Arcade Fire noquea a un WiZink entregado

Brutal espectáculo de los canadienses en Madrid.

Tras casi ocho años de espera, por fin pudimos disfrutar de nuevo de Arcade Fire en Madrid, en aquel 2010, vivimos el mejor concierto que ofreció el Palacio de los Deportes ese año (opinión personal, pero compartida por muchos).

No voy a negar que tenia dudas de este nuevo concierto, no había querido mirar mucho sobre la gira, pero el formato “360” no me acababa de convencer.

Y allí nos encontrábamos, delante de un escenario con forma de ring de boxeo, con un WiZink muy lleno ( según organización 13.000 almas ) y 20 minutos después de la hora programada.

La salida de la banda como si fueran boxeadores y su presentación por los altavoces por un “speaker”, se me antoja un poco forzada, pero pensándolo bien, no hay mejor manera de calentar el inicio de una “fiesta“, el jaleo, alboroto y ebullición que provoca en los fans que forman el pasillo de entrada, se va extendiendo por toda la pista y lleva a los canadienses hasta el ring con vítores de vencedores sin haber iniciado el combate.

Su inicio apoteósico con “Everything Now“, nos pone a todos a bailar bajo las dos grandes bolas de discoteca, una a cada lado del ring, por si había alguna duda de que esto iba de temazos, himnos y coros monosílabos beodos, la segunda “Rebellion (Lies)” de su álbum de debut “Funeral“.

Casi sin aliento con solo dos temas, suena “Here Comes the Night Time” y bien que venia la noche si , “No Cars Go” nos tele-transportaba a ese inolvidable concierto del 2010 y nos dejaba la garganta con los primeros síntomas de desgañitarse.

Dos canciones de su último y controvertido disco, “Electric Blue” y “Put Your Money on Me” dejan paso para el momento relax de “Neon Bible” que además viene acompañado con la petición de que todo el mundo encienda la linterna del móvil y por supuesto el WiZink se llena de luciérnagas cibernéticas , vamos con “My Body Is a Cage” también de su segundo álbum.

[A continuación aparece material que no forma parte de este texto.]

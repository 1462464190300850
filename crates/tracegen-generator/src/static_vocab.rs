//! Built-in vocabulary backed by a JSON document.
//!
//! The document lists both table schemas, a value source per sampling key and
//! a weighted successor list per state label:
//!
//! ```json
//! {
//!   "initial_event": "START",
//!   "final_event": "END",
//!   "schema": {
//!     "cases":  { "columns": [{ "name": "case_id", "display_name": "Case ID", "primary_key": true }] },
//!     "events": { "columns": [ ... ] }
//!   },
//!   "values": {
//!     "resource": { "choice": { "values": ["alice", "bob"], "weights": [3, 1] } },
//!     "amount":   { "integer": { "min": 10, "max": 500 } }
//!   },
//!   "transitions": {
//!     "START": [{ "to": "Register", "weight": 1.0 }]
//!   }
//! }
//! ```
//!
//! Labels without successors transition to the final event.

use rand::prelude::*;
use rand_chacha::ChaCha8Rng;
use serde::{Deserialize, Serialize};
use std::collections::BTreeMap;
use std::sync::Arc;

use tracegen_core::{FieldRole, FieldSpec, SchemaError, TableKind, TableSchema, Value};

use crate::vocabulary::Vocabulary;

/// How values for one sampling key are produced.
#[derive(Debug, Clone, PartialEq, Serialize, Deserialize)]
#[serde(rename_all = "snake_case")]
pub enum ValueSource {
    /// Pick one of `values`, optionally weighted.
    Choice {
        values: Vec<String>,
        #[serde(default)]
        weights: Vec<f64>,
    },
    /// Uniform integer in `[min, max]`.
    Integer { min: i64, max: i64 },
    /// Uniform decimal in `[min, max)`, rounded to `precision` places.
    Decimal {
        min: f64,
        max: f64,
        #[serde(default = "default_precision")]
        precision: u32,
    },
    /// Always the same value.
    Constant { value: Value },
}

fn default_precision() -> u32 {
    2
}

impl ValueSource {
    /// Unweighted choice between `values`.
    pub fn choice<I, S>(values: I) -> Self
    where
        I: IntoIterator<Item = S>,
        S: Into<String>,
    {
        ValueSource::Choice {
            values: values.into_iter().map(Into::into).collect(),
            weights: Vec::new(),
        }
    }

    /// Sample a value.
    pub fn sample(&self, rng: &mut impl Rng) -> Value {
        match self {
            ValueSource::Choice { values, weights } => {
                if values.is_empty() {
                    return Value::Null;
                }
                let idx = if weights.is_empty() {
                    rng.gen_range(0..values.len())
                } else {
                    weighted_index(rng, weights).min(values.len() - 1)
                };
                Value::Text(values[idx].clone())
            }
            ValueSource::Integer { min, max } => Value::Integer(rng.gen_range(*min..=*max)),
            ValueSource::Decimal { min, max, precision } => {
                let raw = if min < max { rng.gen_range(*min..*max) } else { *min };
                let scale = 10f64.powi(*precision as i32);
                Value::Decimal((raw * scale).round() / scale)
            }
            ValueSource::Constant { value } => value.clone(),
        }
    }

    fn check(&self, key: &str) -> Result<(), SchemaError> {
        match self {
            ValueSource::Choice { values, weights } => {
                if values.is_empty() {
                    return Err(SchemaError::malformed(format!("value source '{}' has no values", key)));
                }
                if !weights.is_empty() && weights.len() != values.len() {
                    return Err(SchemaError::malformed(format!(
                        "value source '{}' has {} values but {} weights",
                        key,
                        values.len(),
                        weights.len()
                    )));
                }
                check_weights(key, weights.iter().copied())
            }
            ValueSource::Integer { min, max } if min > max => Err(SchemaError::malformed(format!(
                "value source '{}' has inverted range {}..={}",
                key, min, max
            ))),
            ValueSource::Decimal { min, max, .. } if min > max => Err(SchemaError::malformed(format!(
                "value source '{}' has inverted range {}..{}",
                key, min, max
            ))),
            _ => Ok(()),
        }
    }
}

/// One weighted successor of a state label.
#[derive(Debug, Clone, PartialEq, Serialize, Deserialize)]
pub struct WeightedTransition {
    /// Successor label.
    pub to: String,
    /// Selection weight.
    #[serde(default = "default_weight")]
    pub weight: f64,
}

fn default_weight() -> f64 {
    1.0
}

/// Both table schemas of a vocabulary document.
#[derive(Debug, Clone, Default, PartialEq, Serialize, Deserialize)]
pub struct SchemaSet {
    pub cases: TableSchema,
    pub events: TableSchema,
}

/// Serialized form of a [`StaticVocabulary`].
#[derive(Debug, Clone, PartialEq, Serialize, Deserialize)]
pub struct VocabularyDocument {
    pub initial_event: String,
    pub final_event: String,
    pub schema: SchemaSet,
    /// Value sources by sampling key, kept sorted so validation reports
    /// problems in a stable order.
    #[serde(default)]
    pub values: BTreeMap<String, ValueSource>,
    #[serde(default)]
    pub transitions: BTreeMap<String, Vec<WeightedTransition>>,
}

impl VocabularyDocument {
    /// Create a document with no value sources and no transitions.
    pub fn new(
        initial_event: impl Into<String>,
        final_event: impl Into<String>,
        cases: TableSchema,
        events: TableSchema,
    ) -> Self {
        Self {
            initial_event: initial_event.into(),
            final_event: final_event.into(),
            schema: SchemaSet { cases, events },
            values: BTreeMap::new(),
            transitions: BTreeMap::new(),
        }
    }

    /// Register the value source for a sampling key.
    pub fn with_values(mut self, key: impl Into<String>, source: ValueSource) -> Self {
        self.values.insert(key.into(), source);
        self
    }

    /// Add a weighted successor.
    pub fn with_transition(mut self, from: impl Into<String>, to: impl Into<String>, weight: f64) -> Self {
        self.transitions
            .entry(from.into())
            .or_default()
            .push(WeightedTransition { to: to.into(), weight });
        self
    }

    /// Parse a document from JSON.
    pub fn from_json(json: &str) -> Result<Self, SchemaError> {
        serde_json::from_str(json).map_err(|e| SchemaError::malformed(e.to_string()))
    }

    /// Check that the document can drive a generation run.
    pub fn validate(&self) -> Result<(), SchemaError> {
        if self.initial_event.is_empty() || self.final_event.is_empty() {
            return Err(SchemaError::InvalidMarker("markers must not be empty".into()));
        }
        if self.initial_event == self.final_event {
            return Err(SchemaError::InvalidMarker(format!(
                "start and end marker are both '{}'",
                self.initial_event
            )));
        }

        for (table, schema) in [
            (TableKind::Cases, &self.schema.cases),
            (TableKind::Events, &self.schema.events),
        ] {
            schema.validate(table)?;
            // Every non-key case field and every sampled event field is drawn by name.
            let sampled: Vec<&FieldSpec> = match table {
                TableKind::Cases => schema
                    .columns
                    .iter()
                    .filter(|f| f.role() != FieldRole::PrimaryKey)
                    .collect(),
                TableKind::Events => schema.sampled_fields().collect(),
            };
            for field in sampled {
                if !self.values.contains_key(&field.name) {
                    return Err(SchemaError::unknown_key(table, &field.display_name, &field.name));
                }
            }
        }

        for (key, source) in &self.values {
            source.check(key)?;
        }
        for (from, successors) in &self.transitions {
            check_weights(from, successors.iter().map(|t| t.weight))?;
        }

        Ok(())
    }
}

fn check_weights(key: &str, weights: impl Iterator<Item = f64>) -> Result<(), SchemaError> {
    for weight in weights {
        if !weight.is_finite() || weight < 0.0 {
            return Err(SchemaError::malformed(format!(
                "'{}' has invalid weight {}",
                key, weight
            )));
        }
    }
    Ok(())
}

/// Weighted selection over `weights`.
///
/// Non-positive totals fall back to a uniform pick.
fn weighted_index(rng: &mut impl Rng, weights: &[f64]) -> usize {
    let total: f64 = weights.iter().sum();
    if total <= 0.0 {
        return rng.gen_range(0..weights.len());
    }

    let mut roll = rng.gen::<f64>() * total;
    for (i, w) in weights.iter().enumerate() {
        roll -= w;
        if roll <= 0.0 {
            return i;
        }
    }
    weights.len() - 1
}

/// Vocabulary backed by an immutable [`VocabularyDocument`].
///
/// The document is shared between forks; each fork owns its random state.
#[derive(Clone)]
pub struct StaticVocabulary {
    document: Arc<VocabularyDocument>,
    rng: ChaCha8Rng,
    seed: u64,
}

impl StaticVocabulary {
    /// Validate `document` and seed the sampler.
    pub fn new(document: VocabularyDocument, seed: u64) -> Result<Self, SchemaError> {
        document.validate()?;
        Ok(Self {
            document: Arc::new(document),
            rng: ChaCha8Rng::seed_from_u64(seed),
            seed,
        })
    }

    /// Parse, validate and seed.
    pub fn from_json(json: &str, seed: u64) -> Result<Self, SchemaError> {
        Self::new(VocabularyDocument::from_json(json)?, seed)
    }

    /// The underlying document.
    pub fn document(&self) -> &VocabularyDocument {
        &self.document
    }

    /// The seed this vocabulary was created or last reseeded with.
    pub fn seed(&self) -> u64 {
        self.seed
    }
}

impl Vocabulary for StaticVocabulary {
    fn schema(&self, table: TableKind) -> &TableSchema {
        match table {
            TableKind::Cases => &self.document.schema.cases,
            TableKind::Events => &self.document.schema.events,
        }
    }

    fn start_marker(&self) -> &str {
        &self.document.initial_event
    }

    fn end_marker(&self) -> &str {
        &self.document.final_event
    }

    fn sample(&mut self, key: &str) -> Value {
        match self.document.values.get(key) {
            Some(source) => source.sample(&mut self.rng),
            None => Value::Null,
        }
    }

    fn next_state(&mut self, previous: &str) -> String {
        match self.document.transitions.get(previous) {
            Some(successors) if !successors.is_empty() => {
                let weights: Vec<f64> = successors.iter().map(|t| t.weight).collect();
                let idx = weighted_index(&mut self.rng, &weights);
                successors[idx].to.clone()
            }
            _ => self.document.final_event.clone(),
        }
    }

    fn reseed(&mut self, seed: u64) {
        self.rng = ChaCha8Rng::seed_from_u64(seed);
        self.seed = seed;
    }

    fn fork(&self, stream: u64) -> Self {
        let mut rng = ChaCha8Rng::seed_from_u64(self.seed);
        rng.set_stream(stream);
        Self {
            document: Arc::clone(&self.document),
            rng,
            seed: self.seed,
        }
    }

    fn name(&self) -> &str {
        "static"
    }
}

impl std::fmt::Debug for StaticVocabulary {
    fn fmt(&self, f: &mut std::fmt::Formatter<'_>) -> std::fmt::Result {
        f.debug_struct("StaticVocabulary")
            .field("seed", &self.seed)
            .field("values", &self.document.values.len())
            .field("states", &self.document.transitions.len())
            .finish()
    }
}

Momento este de calma relativa, en el que nos damos cuenta de que no todo es tan maravilloso, no hay barras en pista, solo “mochileros” y un grifo en una de las esquinas, el calor y sofoco empieza a notarse y es un trauma pedir bebida, perdón , solo cerveza y si no te gusta “te jodes”.

Pero que no decaiga la fiesta, los pies con ganas de rock&roll se ponen de nuevo en marcha con “Keep the Car Running”.

Es cierto que con tanta “parafernalia” y las pantallas que rodean el ring por encima, nos olvidamos de la calidad musical y nos entregamos de nuevo a la fiesta coreando “Neighborhood #1 (Tunnels)” y por supuesto con otro himno que desata el éxtasis , suena “The Suburbs“.

Esto ya no hay quien lo pare “Ready to Start“, “Reflektor“, “Afertlife“, poco a poco caen los temazos, acompañados de la bajada tanto de Butler, como de Chassagne a pocos centímetros de nosotros.

En total veintidós temas que tienen un memorable final con “Wake Up“, todavía hoy sigue resonando en mi cabeza, sacándome una sonrisa, les acompañan los teloneros, la gran banda de Jazz y Swing “Preservation Hall Jazz Band” y por supuesto todo el WiZink coreando “oooohhh ohhhhh oooohh oooohhh“.

Todavía tocando el tema que nunca acaba , se bajan del ring, por el pasillo abierto entre el publico, continúan tocando y con la fiesta, incluso fuera, en la calle ( de esto nos enteramos después ).

Dudas disipadas, si, merecía la pena pagar el alto precio de las entradas, no hay comparaciones de cual fue mejor, si el de 2010 o este, los dos fueron grandes, Arcade Fire son GRANDES.